A New Atmospheric Model for HD 189733 b

TL;DR

This paper introduces a new 2D atmospheric model for exoplanets, applied to HD 189733 b, revealing turbulent flows and temperature variations that explain observed light curve fluctuations.

Contribution

The paper presents a novel 2D hydrostatic atmospheric model specifically designed for exoplanets, demonstrating its effectiveness on HD 189733 b with results consistent with observations.

Findings

Development of a 2D hydrostatic atmospheric model for exoplanets

Simulation shows turbulent supersonic flows with ~5 km/s wind speeds

Chaotic temperature variations cause observable light curve fluctuations

Abstract

We have developed a new two-dimensional hydrostatically-balanced isobaric hydrodynamic model for use in simulation of exoplanetary atmospheres.
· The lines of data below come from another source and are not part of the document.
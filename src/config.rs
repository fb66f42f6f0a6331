use crate::error::{MatchError, Result};
use phenotype_match_common::{FusionWeights, MeasurementWeights, EMBEDDING_DIM};
use serde::{Deserialize, Serialize};
use std::path::{Path, PathBuf};
use std::time::Duration;

/// Vision APIキーの環境変数
pub const API_KEY_ENV: &str = "GEMINI_API_KEY";

#[derive(Debug, Clone, Serialize, Deserialize)]
#[serde(default)]
pub struct Config {
    pub api_key: Option<String>,
    pub vision_endpoint: String,
    pub vision_model: String,
    pub landmark_endpoint: String,
    pub embedding_endpoint: String,
    pub embedding_dim: usize,
    pub landmark_timeout_secs: u64,
    pub embedding_timeout_secs: u64,
    pub vision_timeout_secs: u64,
    pub overall_timeout_secs: u64,
    pub max_retries: u32,
    pub retry_backoff_ms: u64,
    pub vision_top_k: usize,
    pub default_top_n: usize,
    pub max_image_size: u32,
    pub fusion_weights: FusionWeights,
    pub measurement_weights: MeasurementWeights,
}

impl Default for Config {
    fn default() -> Self {
        Self {
            api_key: None,
            vision_endpoint: "https://generativelanguage.googleapis.com/v1beta/models".into(),
            vision_model: "gemini-2.0-flash".into(),
            landmark_endpoint: "http://localhost:8090/landmarks".into(),
            embedding_endpoint: "http://localhost:8091/embed".into(),
            embedding_dim: EMBEDDING_DIM,
            landmark_timeout_secs: 30,
            embedding_timeout_secs: 30,
            vision_timeout_secs: 90,
            overall_timeout_secs: 150,
            max_retries: 1,
            retry_backoff_ms: 500,
            vision_top_k: 5,
            default_top_n: 10,
            max_image_size: 1568,
            fusion_weights: FusionWeights::default(),
            measurement_weights: MeasurementWeights::default(),
        }
    }
}

impl Config {
    pub fn load() -> Result<Self> {
        Self::load_from(&Self::config_path()?)
    }

    /// ファイルが無ければ既定値
    pub fn load_from(path: &Path) -> Result<Self> {
        let config = if path.exists() {
            let content = std::fs::read_to_string(path)?;
            serde_json::from_str::<Config>(&content)?
        } else {
            Self::default()
        };
        config.validate()?;
        Ok(config)
    }

    pub fn save(&self) -> Result<()> {
        self.save_to(&Self::config_path()?)
    }

    pub fn save_to(&self, path: &Path) -> Result<()> {
        if let Some(parent) = path.parent() {
            std::fs::create_dir_all(parent)?;
        }
        let content = serde_json::to_string_pretty(self)?;
        std::fs::write(path, content)?;
        Ok(())
    }

    pub fn config_path() -> Result<PathBuf> {
        let home = dirs::home_dir()
            .ok_or_else(|| MatchError::Config("ホームディレクトリが見つかりません".into()))?;
        Ok(home.join(".config").join("phenotype-match").join("config.json"))
    }

    pub fn validate(&self) -> Result<()> {
        self.fusion_weights
            .validate()
            .map_err(|e| MatchError::Config(e.to_string()))?;

        if self.embedding_dim == 0 {
            return Err(MatchError::Config("embedding_dim は1以上が必要です".into()));
        }
        for (name, secs) in [
            ("landmark_timeout_secs", self.landmark_timeout_secs),
            ("embedding_timeout_secs", self.embedding_timeout_secs),
            ("vision_timeout_secs", self.vision_timeout_secs),
            ("overall_timeout_secs", self.overall_timeout_secs),
        ] {
            if secs == 0 {
                return Err(MatchError::Config(format!("{} は1以上が必要です", name)));
            }
        }
        Ok(())
    }

    /// 環境変数を優先
    pub fn get_api_key(&self) -> Result<String> {
        if let Ok(key) = std::env::var(API_KEY_ENV) {
            if !key.trim().is_empty() {
                return Ok(key);
            }
        }
        self.api_key.clone().ok_or(MatchError::MissingApiKey)
    }

    pub fn landmark_timeout(&self) -> Duration {
        Duration::from_secs(self.landmark_timeout_secs)
    }

    pub fn embedding_timeout(&self) -> Duration {
        Duration::from_secs(self.embedding_timeout_secs)
    }

    pub fn vision_timeout(&self) -> Duration {
        Duration::from_secs(self.vision_timeout_secs)
    }

    pub fn overall_timeout(&self) -> Duration {
        Duration::from_secs(self.overall_timeout_secs)
    }
}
We apply this model to the infrared photosphere of the hot Jupiter HD 189733 b, for which an excellent 8-micron light curve has been obtained. For reasonable parameter choices, the results of our model are consistent with these observations. In our simulations, strongly turbulent supersonic flow develops, with wind speeds of approximately 5 km/s. This flow geometry causes chaotic variation of the temperature distribution, leading to observable variations in the light curve from one orbit to the next.